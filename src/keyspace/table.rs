//! Sharded keyspace implementation
//!
//! HashMap-per-database tables, sharded by key hash, shared copy-on-write
//! with in-flight snapshots.

use std::collections::HashMap;
use std::sync::atomic::{AtomicU64, Ordering};
use std::sync::Arc;

use parking_lot::RwLock;

use crate::error::{EmberError, Result};
use crate::pattern::glob_match;

use super::{MemoryAccounting, ObjectType, Value, KEY_OVERHEAD};

/// One logical database within one shard
pub type DbTable = HashMap<Vec<u8>, Value>;

/// A single shard: one table per logical database
struct Shard {
    dbs: Vec<Arc<DbTable>>,
}

impl Shard {
    fn new(db_count: usize) -> Self {
        Self {
            dbs: (0..db_count).map(|_| Arc::new(DbTable::new())).collect(),
        }
    }
}

/// The in-memory dataset
///
/// ## Concurrency:
/// - Each shard is protected by its own RwLock; a key only ever touches one
/// - `snapshot()` holds every shard read lock at once, for as long as it takes
///   to clone one `Arc` per table
/// - Every mutation path charges `MemoryAccounting`, including bulk loads
pub struct Keyspace {
    shards: Vec<RwLock<Shard>>,
    db_count: usize,
    memory: Arc<MemoryAccounting>,
    /// Monotonic count of successful mutations
    mutations: AtomicU64,
}

impl Keyspace {
    /// Create an empty keyspace
    pub fn new(shard_count: usize, db_count: usize, memory: Arc<MemoryAccounting>) -> Self {
        let shard_count = shard_count.max(1);
        let db_count = db_count.max(1);
        Self {
            shards: (0..shard_count)
                .map(|_| RwLock::new(Shard::new(db_count)))
                .collect(),
            db_count,
            memory,
            mutations: AtomicU64::new(0),
        }
    }

    // =========================================================================
    // Reads
    // =========================================================================

    /// Get a copy of a value
    pub fn get(&self, db: usize, key: &[u8]) -> Result<Option<Value>> {
        self.check_db(db)?;
        let shard = self.shards[self.shard_index(key)].read();
        Ok(shard.dbs[db].get(key).cloned())
    }

    /// Check whether a key exists
    pub fn contains(&self, db: usize, key: &[u8]) -> Result<bool> {
        self.check_db(db)?;
        let shard = self.shards[self.shard_index(key)].read();
        Ok(shard.dbs[db].contains_key(key))
    }

    /// Type of the value stored at a key
    pub fn object_type(&self, db: usize, key: &[u8]) -> Result<Option<ObjectType>> {
        self.check_db(db)?;
        let shard = self.shards[self.shard_index(key)].read();
        Ok(shard.dbs[db].get(key).map(Value::object_type))
    }

    /// All keys in a database matching a glob pattern
    pub fn keys(&self, db: usize, pattern: &[u8]) -> Result<Vec<Vec<u8>>> {
        self.check_db(db)?;
        let mut keys = Vec::new();
        for shard in &self.shards {
            let shard = shard.read();
            keys.extend(
                shard.dbs[db]
                    .keys()
                    .filter(|key| glob_match(pattern, key))
                    .cloned(),
            );
        }
        keys.sort();
        Ok(keys)
    }

    /// Number of keys in one database
    pub fn db_len(&self, db: usize) -> Result<usize> {
        self.check_db(db)?;
        Ok(self.shards.iter().map(|s| s.read().dbs[db].len()).sum())
    }

    /// Number of keys across all databases
    pub fn len(&self) -> usize {
        self.shards
            .iter()
            .map(|s| s.read().dbs.iter().map(|t| t.len()).sum::<usize>())
            .sum()
    }

    /// True if no database holds any key
    pub fn is_empty(&self) -> bool {
        self.len() == 0
    }

    // =========================================================================
    // Writes
    // =========================================================================

    /// Insert or replace a value, returning the previous one
    ///
    /// This is the single entry point for whole-value writes: client `SET`s
    /// and snapshot loads both come through here.
    pub fn insert(&self, db: usize, key: Vec<u8>, value: Value) -> Result<Option<Value>> {
        self.check_db(db)?;
        let mut shard = self.shards[self.shard_index(&key)].write();
        let table = Arc::make_mut(&mut shard.dbs[db]);

        let new_type = value.object_type();
        let new_size = value.memory_usage();
        let key_size = key.len() as u64 + KEY_OVERHEAD;

        let previous = table.insert(key, value);
        match &previous {
            Some(old) => self.memory.on_remove(old.object_type(), old.memory_usage()),
            None => self.memory.on_insert(ObjectType::String, key_size),
        }
        self.memory.on_insert(new_type, new_size);
        self.mutations.fetch_add(1, Ordering::Relaxed);

        Ok(previous)
    }

    /// Mutate a value in place, creating it with `default` if absent
    ///
    /// `apply` must leave the value untouched when it returns an error.
    /// The size difference is charged to the value's type.
    pub fn update<R>(
        &self,
        db: usize,
        key: &[u8],
        default: impl FnOnce() -> Value,
        apply: impl FnOnce(&mut Value) -> Result<R>,
    ) -> Result<R> {
        self.check_db(db)?;
        let mut shard = self.shards[self.shard_index(key)].write();
        let table = Arc::make_mut(&mut shard.dbs[db]);

        let outcome = match table.get_mut(key) {
            Some(value) => {
                let before_type = value.object_type();
                let before = value.memory_usage();
                let outcome = apply(value)?;
                let after_type = value.object_type();
                let after = value.memory_usage();
                if before_type == after_type {
                    self.memory.on_resize(after_type, before, after);
                } else {
                    self.memory.on_remove(before_type, before);
                    self.memory.on_insert(after_type, after);
                }
                outcome
            }
            None => {
                let mut value = default();
                let outcome = apply(&mut value)?;
                self.memory
                    .on_insert(ObjectType::String, key.len() as u64 + KEY_OVERHEAD);
                self.memory.on_insert(value.object_type(), value.memory_usage());
                table.insert(key.to_vec(), value);
                outcome
            }
        };

        self.mutations.fetch_add(1, Ordering::Relaxed);
        Ok(outcome)
    }

    /// Remove a key, returning its value
    pub fn remove(&self, db: usize, key: &[u8]) -> Result<Option<Value>> {
        self.check_db(db)?;
        let mut shard = self.shards[self.shard_index(key)].write();
        if !shard.dbs[db].contains_key(key) {
            return Ok(None);
        }

        let table = Arc::make_mut(&mut shard.dbs[db]);
        let removed = table.remove(key);
        if let Some(value) = &removed {
            self.release(key, value);
            self.mutations.fetch_add(1, Ordering::Relaxed);
        }
        Ok(removed)
    }

    /// Remove every key from every database
    ///
    /// Tables shared with a running snapshot are detached, not cleared,
    /// so the snapshot is unaffected.
    pub fn flush_all(&self) -> usize {
        let mut removed = 0;
        for shard in &self.shards {
            let mut shard = shard.write();
            for table in shard.dbs.iter_mut() {
                let old = std::mem::replace(table, Arc::new(DbTable::new()));
                for (key, value) in old.iter() {
                    self.release(key, value);
                }
                removed += old.len();
            }
        }
        if removed > 0 {
            self.mutations.fetch_add(1, Ordering::Relaxed);
        }
        removed
    }

    // =========================================================================
    // Snapshotting
    // =========================================================================

    /// Capture a point-in-time view of every shard
    ///
    /// All shard read locks are held together, so no write lands between the
    /// capture of two shards.
    pub fn snapshot(&self) -> KeyspaceSnapshot {
        let guards: Vec<_> = self.shards.iter().map(|s| s.read()).collect();
        let shards = guards
            .iter()
            .enumerate()
            .map(|(id, shard)| ShardSnapshot {
                id,
                dbs: shard.dbs.iter().map(Arc::clone).collect(),
            })
            .collect();
        drop(guards);

        KeyspaceSnapshot {
            shards,
            db_count: self.db_count,
        }
    }

    // =========================================================================
    // Accessors
    // =========================================================================

    /// Number of shards
    pub fn shard_count(&self) -> usize {
        self.shards.len()
    }

    /// Number of logical databases
    pub fn db_count(&self) -> usize {
        self.db_count
    }

    /// Memory counters fed by this keyspace
    pub fn memory(&self) -> &Arc<MemoryAccounting> {
        &self.memory
    }

    /// Total number of mutations applied so far
    pub fn mutations(&self) -> u64 {
        self.mutations.load(Ordering::Relaxed)
    }

    /// Shard that owns a key
    pub fn shard_index(&self, key: &[u8]) -> usize {
        crc32fast::hash(key) as usize % self.shards.len()
    }

    // =========================================================================
    // Private Helpers
    // =========================================================================

    fn check_db(&self, db: usize) -> Result<()> {
        if db >= self.db_count {
            return Err(EmberError::InvalidDb(db));
        }
        Ok(())
    }

    fn release(&self, key: &[u8], value: &Value) {
        self.memory
            .on_remove(ObjectType::String, key.len() as u64 + KEY_OVERHEAD);
        self.memory.on_remove(value.object_type(), value.memory_usage());
    }
}

/// Frozen view of the whole keyspace
pub struct KeyspaceSnapshot {
    shards: Vec<ShardSnapshot>,
    db_count: usize,
}

impl KeyspaceSnapshot {
    /// Per-shard views, ordered by shard id
    pub fn shards(&self) -> &[ShardSnapshot] {
        &self.shards
    }

    /// Number of logical databases in the captured keyspace
    pub fn db_count(&self) -> usize {
        self.db_count
    }

    /// Total number of keys captured
    pub fn len(&self) -> usize {
        self.shards.iter().map(ShardSnapshot::len).sum()
    }

    pub fn is_empty(&self) -> bool {
        self.len() == 0
    }
}

/// Frozen view of one shard
pub struct ShardSnapshot {
    id: usize,
    dbs: Vec<Arc<DbTable>>,
}

impl ShardSnapshot {
    /// Shard id
    pub fn id(&self) -> usize {
        self.id
    }

    /// Number of keys in this shard, across databases
    pub fn len(&self) -> usize {
        self.dbs.iter().map(|t| t.len()).sum()
    }

    pub fn is_empty(&self) -> bool {
        self.len() == 0
    }

    /// Iterate `(db, key, value)` over every database of the shard
    pub fn entries(&self) -> impl Iterator<Item = (usize, &[u8], &Value)> + '_ {
        self.dbs.iter().enumerate().flat_map(|(db, table)| {
            table
                .iter()
                .map(move |(key, value)| (db, key.as_slice(), value))
        })
    }
}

Exercise requirements: All that should appear in the response is the run of lines from the first line of the entries through the line containing "The in-memory dataset", copied exactly.

Output of the task:
filename src/keyspace/table.rs
//! Sharded keyspace implementation
//!
//! HashMap-per-database tables, sharded by key hash, shared copy-on-write
//! with in-flight snapshots.

use std::collections::HashMap;
use std::sync::atomic::{AtomicU64, Ordering};
use std::sync::Arc;

use parking_lot::RwLock;

use crate::error::{EmberError, Result};
use crate::pattern::glob_match;

use super::{MemoryAccounting, ObjectType, Value, KEY_OVERHEAD};

/// One logical database within one shard
pub type DbTable = HashMap<Vec<u8>, Value>;

/// A single shard: one table per logical database
struct Shard {
    dbs: Vec<Arc<DbTable>>,
}

impl Shard {
    fn new(db_count: usize) -> Self {
        Self {
            dbs: (0..db_count).map(|_| Arc::new(DbTable::new())).collect(),
        }
    }
}

/// The in-memory dataset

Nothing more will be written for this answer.